Alumni Spotlight: Jennifer Chabriel-Amara

image of Jennifer Chrabiel-Amara

Learn more about Jennifer Chabriel-Amara, a UOTeach (’15) alumna, through our Alumni Spotlight series.

“We need teachers who want to help each student feel valued and connected so that they can learn how to think critically and contribute to society.” – Jennifer Chabriel-Amara

Meet Jennifer, a UOTeach alumna who uses her teaching to inspire students in math and STEM. After almost a decade as a teacher, Jennifer acknowledges how influential the UOTeach program was in shaping her approach to teaching mathematics. In her classroom, she has seen the benefits of phasing out lecture-style teaching methods and instead empowering students to take charge of their own learning through collaborative group work and facilitator teaching.

Jennifer has discovered the value of students developing "math confidence" through problem-solving, pattern recognition, and exploration. 
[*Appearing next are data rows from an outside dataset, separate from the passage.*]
//! DNS Message Builder
//!
//! Constructs DNS query messages in wire format: the fixed 12-byte header
//! followed by a single question.

use super::name_codec::NameCodec;
use super::wire::encode_header;
use ferrous_lookup_domain::{DomainError, Header, RecordClass, RecordType};
use tracing::debug;

/// Builds DNS query messages in wire format
pub struct MessageBuilder;

impl MessageBuilder {
    /// Build a DNS query message and serialize to wire format bytes
    ///
    /// Creates a standard recursive query with:
    /// - The given ID for request/response matching
    /// - RD (Recursion Desired) flag set, every other flag clear
    /// - Single IN-class question
    ///
    /// Deterministic: the same inputs always give the same bytes.
    pub fn build_query(
        id: u16,
        domain: &str,
        record_type: &RecordType,
    ) -> Result<Vec<u8>, DomainError> {
        let mut buf = Vec::with_capacity(512);
        buf.extend_from_slice(&encode_header(&Header::query(id)));

        NameCodec::encode_into(domain, &mut buf)?;
        buf.extend_from_slice(&record_type.to_u16().to_be_bytes());
        buf.extend_from_slice(&RecordClass::IN.to_u16().to_be_bytes());

        debug!(
            id = id,
            domain = %domain,
            qtype = %record_type,
            bytes = buf.len(),
            "DNS query built"
        );

        Ok(buf)
    }

    /// Build a query with a random ID and return both
    ///
    /// Useful when you need the message ID for response matching.
    pub fn build_query_with_id(
        domain: &str,
        record_type: &RecordType,
    ) -> Result<(u16, Vec<u8>), DomainError> {
        let id = fastrand::u16(..);
        let bytes = Self::build_query(id, domain, record_type)?;
        Ok((id, bytes))
    }
}

#[cfg(test)]
mod tests {
    use super::*;

    #[test]
    fn test_build_a_query_bytes() {
        let bytes = MessageBuilder::build_query(0x1234, "example.com", &RecordType::A).unwrap();

        let mut expected = vec![
            0x12, 0x34, 0x01, 0x00, 0x00, 0x01, 0x00, 0x00, 0x00, 0x00, 0x00, 0x00,
        ];
        expected.extend_from_slice(b"\x07example\x03com\x00");
        expected.extend_from_slice(&[0x00, 0x01, 0x00, 0x01]);

        assert_eq!(bytes, expected);
    }

    #[test]
    fn test_build_mx_query_qtype() {
        let bytes = MessageBuilder::build_query(1, "example.com", &RecordType::MX).unwrap();
        let qtype = u16::from_be_bytes([bytes[bytes.len() - 4], bytes[bytes.len() - 3]]);
        assert_eq!(qtype, 15);
    }

    #[test]
    fn test_build_query_with_id() {
        let (id, bytes) = MessageBuilder::build_query_with_id("test.com", &RecordType::A).unwrap();
        // ID is in the first 2 bytes (big-endian)
        let wire_id = u16::from_be_bytes([bytes[0], bytes[1]]);
        assert_eq!(wire_id, id, "Wire ID should match returned ID");
    }

    #[test]
    fn test_invalid_domain_fails_before_io() {
        let domain = format!("{}.example.com", "x".repeat(64));
        let err = MessageBuilder::build_query(7, &domain, &RecordType::A).unwrap_err();
        assert!(err.is_encoding());
    }
}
Her favorite moments as a teacher are when a students' faces light up when they understand something they have been struggling with and watching them enjoy what they are learning in a collaborative, encouraging environment.

How did you choose a career in education? Did you always know you wanted to be a teacher?

Growing up, I wasn’t sure what I wanted to be, but I was certain of one thing—I did not want to be a teacher. But life often turns us around. 

One day, after being in the Navy, tutoring in college, raising my young children, and working at an alternative residential school, I realized I loved teaching. I realized I had a gift and I decided I wanted to become a teacher. So, I signed up for UOTeach and have never looked back.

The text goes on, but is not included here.